▸ ACTION ITEM
Every entry must be echoed exactly.

▸ LISTED ENTRIES
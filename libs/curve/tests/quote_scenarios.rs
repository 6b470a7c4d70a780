//! End-to-end quote scenarios against realistic pool snapshots

use launch_curve::{
    derive_precision, CurveError, CurveShape, PoolSnapshot, QuoteEngine, QuoteRequest,
    SwapDirection, LAMPORTS_PER_SOL,
};
use rust_decimal::Decimal;
use rust_decimal_macros::dec;
use std::sync::Arc;
use std::thread;

const POOL_JSON: &str = r#"{
    "curve_constant": "30",
    "curve_exponent": "1",
    "target_raise": 85000000000,
    "current_sol_raised": 0,
    "tradable_token_supply": 800000000000000000,
    "total_supply": 1000000000000000000
}"#;

fn launch_pool() -> PoolSnapshot {
    serde_json::from_str(POOL_JSON).unwrap()
}

fn buy(amount: Decimal, slippage: Decimal) -> QuoteRequest {
    QuoteRequest {
        direction: SwapDirection::Buy,
        amount_in: amount,
        slippage,
        decimals: 9,
    }
}

fn sell(amount: Decimal, slippage: Decimal) -> QuoteRequest {
    QuoteRequest {
        direction: SwapDirection::Sell,
        amount_in: amount,
        slippage,
        decimals: 9,
    }
}

#[test]
fn first_buy_on_log_curve() {
    let engine = QuoteEngine::default();
    let quote = engine.quote(&launch_pool(), &buy(dec!(1), dec!(1))).unwrap();

    // 800M * ln(31/30) / ln(115/30), floored to 9 decimals
    assert_eq!(quote.quote.amount_out, 19_521_604_485_403_552);
    assert_eq!(quote.amount_out, dec!(19521604.485403552));
    assert_eq!(quote.liquidity_fee, dec!(0.01));
    assert_eq!(quote.quote.amount_in, LAMPORTS_PER_SOL);

    let expected_min = dec!(19521604.485403552) * dec!(0.99);
    assert!((quote.min_amount_out - expected_min).abs() <= dec!(0.000000001));
}

#[test]
fn steeper_curves_front_load_issuance() {
    let engine = QuoteEngine::default();
    let mut issued = Vec::new();

    for exponent in [dec!(1), dec!(1.5), dec!(2)] {
        let mut pool = launch_pool();
        pool.curve_exponent = exponent;
        let quote = engine.quote(&pool, &buy(dec!(1), dec!(0))).unwrap();
        issued.push(quote.amount_out);
    }

    assert!((issued[1] - dec!(26589885.0292)).abs() < dec!(0.001));
    assert!((issued[2] - dec!(34914611.0057)).abs() < dec!(0.001));
    assert!(issued[0] < issued[1] && issued[1] < issued[2]);
}

#[test]
fn buying_whole_headroom_issues_tradable_supply() {
    let engine = QuoteEngine::default();
    let pool = launch_pool();

    let quote = engine.quote(&pool, &buy(dec!(500), dec!(0))).unwrap();

    assert_eq!(quote.quote.amount_in, pool.target_raise);
    assert!(pool.tradable_token_supply - quote.quote.amount_out <= 1);
}

#[test]
fn buy_then_sell_returns_payment_less_fee() {
    let engine = QuoteEngine::default();
    let mut pool = launch_pool();
    pool.current_sol_raised = 20 * LAMPORTS_PER_SOL;

    let bought = engine.quote(&pool, &buy(dec!(2.5), dec!(0))).unwrap();

    pool.current_sol_raised += bought.quote.amount_in;
    let sold = engine.quote(&pool, &sell(bought.amount_out, dec!(0))).unwrap();

    let precision = derive_precision(9, dec!(1000000000), dec!(85), &pool.shape()).unwrap();
    let gross = Decimal::from(sold.quote.amount_out) / Decimal::from(LAMPORTS_PER_SOL);
    assert!((gross - dec!(2.5)).abs() <= precision.tolerance + dec!(0.000000002));
    assert!((sold.amount_out - dec!(2.475)).abs() <= precision.tolerance + dec!(0.000000002));
    assert!(sold.amount_out + sold.liquidity_fee <= gross + dec!(0.000000001));
}

#[test]
fn selling_every_token_drains_the_raise() {
    let engine = QuoteEngine::default();
    let mut pool = launch_pool();
    pool.current_sol_raised = 12_500_000_000;

    let quote = engine.quote(&pool, &sell(dec!(900000000), dec!(0))).unwrap();

    assert_eq!(quote.quote.amount_out, 12_500_000_000);
    assert_eq!(quote.amount_out, dec!(12.375));
    assert_eq!(quote.liquidity_fee, dec!(0.125));
}

#[test]
fn large_supply_pool_stays_accurate() {
    let engine = QuoteEngine::default();
    let mut pool = launch_pool();
    pool.tradable_token_supply = 8_000_000_000_000_000_000;
    pool.total_supply = 10_000_000_000_000_000_000;
    pool.current_sol_raised = 40 * LAMPORTS_PER_SOL;

    let bought = engine.quote(&pool, &buy(dec!(0.75), dec!(0))).unwrap();
    pool.current_sol_raised += bought.quote.amount_in;
    let sold = engine.quote(&pool, &sell(bought.amount_out, dec!(0))).unwrap();

    // Supplies above 10^18 raw units use the tightest tier
    let precision = derive_precision(9, dec!(10000000000), dec!(85), &pool.shape()).unwrap();
    assert!(precision.tolerance < dec!(0.0000001));

    let gross = Decimal::from(sold.quote.amount_out) / Decimal::from(LAMPORTS_PER_SOL);
    assert!((gross - dec!(0.75)).abs() <= precision.tolerance + dec!(0.000000002));
}

#[test]
fn quotes_are_deterministic() {
    let engine = QuoteEngine::default();
    let mut pool = launch_pool();
    pool.current_sol_raised = 33_333_333_333;
    pool.curve_exponent = dec!(1.5);

    let request = sell(dec!(4200000.123456789), dec!(3));
    let first = engine.quote(&pool, &request).unwrap();
    for _ in 0..5 {
        assert_eq!(engine.quote(&pool, &request).unwrap(), first);
    }
}

#[test]
fn engine_is_shareable_across_threads() {
    let engine = Arc::new(QuoteEngine::default());
    let pool = Arc::new(launch_pool());
    let expected = engine.quote(&pool, &buy(dec!(1), dec!(1))).unwrap();

    let handles: Vec<_> = (0..4)
        .map(|_| {
            let engine = Arc::clone(&engine);
            let pool = Arc::clone(&pool);
            thread::spawn(move || engine.quote(&pool, &buy(dec!(1), dec!(1))).unwrap())
        })
        .collect();

    for handle in handles {
        assert_eq!(handle.join().unwrap(), expected);
    }
}

#[test]
fn invalid_pool_is_rejected_before_math() {
    let engine = QuoteEngine::default();
    let mut pool = launch_pool();
    pool.curve_exponent = dec!(-1);

    let err = engine.quote(&pool, &buy(dec!(1), dec!(0))).unwrap_err();
    assert!(matches!(err, CurveError::InvalidInput { .. }));
}

#[test]
fn shape_rejects_non_positive_constant() {
    assert!(CurveShape::new(dec!(0), dec!(1)).is_err());
    assert!(CurveShape::new(dec!(-5), dec!(1)).is_err());
}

▸ EXPECTED ANSWER
filename libs/curve/tests/quote_scenarios.rs
repository 6b470a7c4d70a780
//! End-to-end quote scenarios against realistic pool snapshots

use launch_curve::{
    derive_precision, CurveError, CurveShape, PoolSnapshot, QuoteEngine, QuoteRequest,
    SwapDirection, LAMPORTS_PER_SOL,
};
use rust_decimal::Decimal;
use rust_decimal_macros::dec;
use std::sync::Arc;
use std::thread;

const POOL_JSON: &str = r#"{
    "curve_constant": "30",
    "curve_exponent": "1",
    "target_raise": 85000000000,
    "current_sol_raised": 0,
    "tradable_token_supply": 800000000000000000,
    "total_supply": 1000000000000000000
}"#;

fn launch_pool() -> PoolSnapshot {
    serde_json::from_str(POOL_JSON).unwrap()
}

fn buy(amount: Decimal, slippage: Decimal) -> QuoteRequest {
    QuoteRequest {
        direction: SwapDirection::Buy,
        amount_in: amount,
        slippage,
        decimals: 9,
    }
}

fn sell(amount: Decimal, slippage: Decimal) -> QuoteRequest {
    QuoteRequest {
        direction: SwapDirection::Sell,
        amount_in: amount,
        slippage,
        decimals: 9,
    }
}

#[test]
fn first_buy_on_log_curve() {
    let engine = QuoteEngine::default();
    let quote = engine.quote(&launch_pool(), &buy(dec!(1), dec!(1))).unwrap();

    // 800M * ln(31/30) / ln(115/30), floored to 9 decimals
    assert_eq!(quote.quote.amount_out, 19_521_604_485_403_552);
    assert_eq!(quote.amount_out, dec!(19521604.485403552));
    assert_eq!(quote.liquidity_fee, dec!(0.01));
    assert_eq!(quote.quote.amount_in, LAMPORTS_PER_SOL);

    let expected_min = dec!(19521604.485403552) * dec!(0.99);
    assert!((quote.min_amount_out - expected_min).abs() <= dec!(0.000000001));
}

#[test]
fn steeper_curves_front_load_issuance() {
    let engine = QuoteEngine::default();
    let mut issued = Vec::new();

    for exponent in [dec!(1), dec!(1.5), dec!(2)] {
        let mut pool = launch_pool();
        pool.curve_exponent = exponent;
        let quote = engine.quote(&pool, &buy(dec!(1), dec!(0))).unwrap();
        issued.push(quote.amount_out);
    }

    assert!((issued[1] - dec!(26589885.0292)).abs() < dec!(0.001));
    assert!((issued[2] - dec!(34914611.0057)).abs() < dec!(0.001));
    assert!(issued[0] < issued[1] && issued[1] < issued[2]);
}

#[test]
fn buying_whole_headroom_issues_tradable_supply() {
    let engine = QuoteEngine::default();
    let pool = launch_pool();

    let quote = engine.quote(&pool, &buy(dec!(500), dec!(0))).unwrap();

    assert_eq!(quote.quote.amount_in, pool.target_raise);
    assert!(pool.tradable_token_supply - quote.quote.amount_out <= 1);
}

#[test]
fn buy_then_sell_returns_payment_less_fee() {
    let engine = QuoteEngine::default();
    let mut pool = launch_pool();
    pool.current_sol_raised = 20 * LAMPORTS_PER_SOL;

    let bought = engine.quote(&pool, &buy(dec!(2.5), dec!(0))).unwrap();

    pool.current_sol_raised += bought.quote.amount_in;
    let sold = engine.quote(&pool, &sell(bought.amount_out, dec!(0))).unwrap();

    let precision = derive_precision(9, dec!(1000000000), dec!(85), &pool.shape()).unwrap();
    let gross = Decimal::from(sold.quote.amount_out) / Decimal::from(LAMPORTS_PER_SOL);
    assert!((gross - dec!(2.5)).abs() <= precision.tolerance + dec!(0.000000002));
    assert!((sold.amount_out - dec!(2.475)).abs() <= precision.tolerance + dec!(0.000000002));
    assert!(sold.amount_out + sold.liquidity_fee <= gross + dec!(0.000000001));
}

#[test]
fn selling_every_token_drains_the_raise() {
    let engine = QuoteEngine::default();
    let mut pool = launch_pool();
    pool.current_sol_raised = 12_500_000_000;

    let quote = engine.quote(&pool, &sell(dec!(900000000), dec!(0))).unwrap();

    assert_eq!(quote.quote.amount_out, 12_500_000_000);
    assert_eq!(quote.amount_out, dec!(12.375));
    assert_eq!(quote.liquidity_fee, dec!(0.125));
}

#[test]
fn large_supply_pool_stays_accurate() {
    let engine = QuoteEngine::default();
    let mut pool = launch_pool();
    pool.tradable_token_supply = 8_000_000_000_000_000_000;
    pool.total_supply = 10_000_000_000_000_000_000;
    pool.current_sol_raised = 40 * LAMPORTS_PER_SOL;

    let bought = engine.quote(&pool, &buy(dec!(0.75), dec!(0))).unwrap();
    pool.current_sol_raised += bought.quote.amount_in;
    let sold = engine.quote(&pool, &sell(bought.amount_out, dec!(0))).unwrap();

    // Supplies above 10^18 raw units use the tightest tier
    let precision = derive_precision(9, dec!(10000000000), dec!(85), &pool.shape()).unwrap();
    assert!(precision.tolerance < dec!(0.0000001));

    let gross = Decimal::from(sold.quote.amount_out) / Decimal::from(LAMPORTS_PER_SOL);
    assert!((gross - dec!(0.75)).abs() <= precision.tolerance + dec!(0.000000002));
}

#[test]
fn quotes_are_deterministic() {
    let engine = QuoteEngine::default();
    let mut pool = launch_pool();
    pool.current_sol_raised = 33_333_333_333;
    pool.curve_exponent = dec!(1.5);

    let request = sell(dec!(4200000.123456789), dec!(3));
    let first = engine.quote(&pool, &request).unwrap();
    for _ in 0..5 {
        assert_eq!(engine.quote(&pool, &request).unwrap(), first);
    }
}

#[test]
fn engine_is_shareable_across_threads() {
    let engine = Arc::new(QuoteEngine::default());
    let pool = Arc::new(launch_pool());
    let expected = engine.quote(&pool, &buy(dec!(1), dec!(1))).unwrap();

    let handles: Vec<_> = (0..4)
        .map(|_| {
            let engine = Arc::clone(&engine);
            let pool = Arc::clone(&pool);
            thread::spawn(move || engine.quote(&pool, &buy(dec!(1), dec!(1))).unwrap())
        })
        .collect();

    for handle in handles {
        assert_eq!(handle.join().unwrap(), expected);
    }
}

#[test]
fn invalid_pool_is_rejected_before_math() {
    let engine = QuoteEngine::default();
    let mut pool = launch_pool();
    pool.curve_exponent = dec!(-1);

    let err = engine.quote(&pool, &buy(dec!(1), dec!(0))).unwrap_err();
    assert!(matches!(err, CurveError::InvalidInput { .. }));
}

#[test]
fn shape_rejects_non_positive_constant() {
    assert!(CurveShape::new(dec!(0), dec!(1)).is_err());
    assert!(CurveShape::new(dec!(-5), dec!(1)).is_err());
}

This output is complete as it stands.